───── INFORMATION GIVEN ─────

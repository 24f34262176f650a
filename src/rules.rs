// 🏷️ Verification Rules - the five gateway predicates
// Lists, clock and grammar are injected, so every predicate is a pure function of its inputs.

use crate::error::VerificationResult;
use crate::lists::{ListKind, ListProvider};
use crate::qxban::QxbanFormat;
use crate::temporal::{parse_timestamp, Clock, DateEvaluator};
use chrono::{DateTime, Utc};
use serde::Serialize;

// ============================================================================
// PRIORITY OUTCOME
// ============================================================================

/// Either the requested priority is honoured, or the configured fallback applies.
/// A fallback is not a rejection.
#[derive(Debug, Clone, PartialEq, Eq, Serialize)]
pub enum PriorityOutcome {
    Authorized,
    Default(String),
}

impl PriorityOutcome {
    pub fn is_authorized(&self) -> bool {
        matches!(self, PriorityOutcome::Authorized)
    }

    /// Priority the missive will actually be handled with
    pub fn effective<'a>(&'a self, requested: &'a str) -> &'a str {
        match self {
            PriorityOutcome::Authorized => requested,
            PriorityOutcome::Default(default) => default,
        }
    }
}

// ============================================================================
// RULE ENGINE
// ============================================================================

pub struct RuleEngine<L, C> {
    lists: L,
    clock: C,
    dates: DateEvaluator,
    qxban: QxbanFormat,
}

impl<L: ListProvider, C: Clock> RuleEngine<L, C> {
    /// Engine with the default 3s date tolerance and default QXBAN grammar
    pub fn new(lists: L, clock: C) -> Self {
        RuleEngine {
            lists,
            clock,
            dates: DateEvaluator::default(),
            qxban: QxbanFormat::default(),
        }
    }

    /// Builder: replace the date policy
    pub fn with_date_evaluator(mut self, dates: DateEvaluator) -> Self {
        self.dates = dates;
        self
    }

    /// Builder: replace the QXBAN grammar
    pub fn with_qxban_format(mut self, qxban: QxbanFormat) -> Self {
        self.qxban = qxban;
        self
    }

    pub fn now(&self) -> DateTime<Utc> {
        self.clock.now()
    }

    /// Receiver BIC and receiver QXBAN are both on their allow-lists
    pub fn verify_receiver(&self, bic: &str, qxban: &str) -> VerificationResult<bool> {
        let authorized = self.lists.load(ListKind::ReceiverBic)?.contains(bic)
            && self.lists.load(ListKind::ReceiverAccount)?.contains(qxban);

        tracing::debug!(bic, qxban, authorized, "verify_receiver");
        Ok(authorized)
    }

    /// Sender BIC allowed, QXBAN well-formed for that BIC, QXBAN not blacklisted
    pub fn verify_sender(&self, bic: &str, qxban: &str) -> VerificationResult<bool> {
        let authorized = self.lists.load(ListKind::SenderBic)?.contains(bic)
            && self.qxban.is_valid(qxban, bic)
            && !self.lists.load(ListKind::SenderBlacklist)?.contains(qxban);

        tracing::debug!(bic, qxban, authorized, "verify_sender");
        Ok(authorized)
    }

    /// Send date is in effect, or ahead of now by less than the tolerance
    pub fn verify_date_correct(&self, date: &str) -> VerificationResult<bool> {
        let input = parse_timestamp(date)?;
        let correct = self.dates.is_within_window(input, self.clock.now());

        tracing::debug!(date, correct, "verify_date_correct");
        Ok(correct)
    }

    /// Send date is strictly before now
    pub fn verify_date_passed(&self, date: &str) -> VerificationResult<bool> {
        let input = parse_timestamp(date)?;
        let passed = self.dates.has_passed(input, self.clock.now());

        tracing::debug!(date, passed, "verify_date_passed");
        Ok(passed)
    }

    /// Listed priority → Authorized, otherwise the configured default
    pub fn verify_priority(&self, priority: &str) -> VerificationResult<PriorityOutcome> {
        let priorities = self.lists.load_priority()?;

        let outcome = if priorities.contains(priority) {
            PriorityOutcome::Authorized
        } else {
            PriorityOutcome::Default(priorities.default)
        };

        tracing::debug!(priority, outcome = ?outcome, "verify_priority");
        Ok(outcome)
    }
}

// ============================================================================
// TESTS
// ============================================================================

─────

▶ WHAT YOU ARE ASKED TO DO:
Show every line from the entries above in which "bool" appears.

▶ WRITTEN ANSWER:
    pub fn is_authorized(&self) -> bool {
    pub fn verify_receiver(&self, bic: &str, qxban: &str) -> VerificationResult<bool> {
    pub fn verify_sender(&self, bic: &str, qxban: &str) -> VerificationResult<bool> {
    pub fn verify_date_correct(&self, date: &str) -> VerificationResult<bool> {
    pub fn verify_date_passed(&self, date: &str) -> VerificationResult<bool> {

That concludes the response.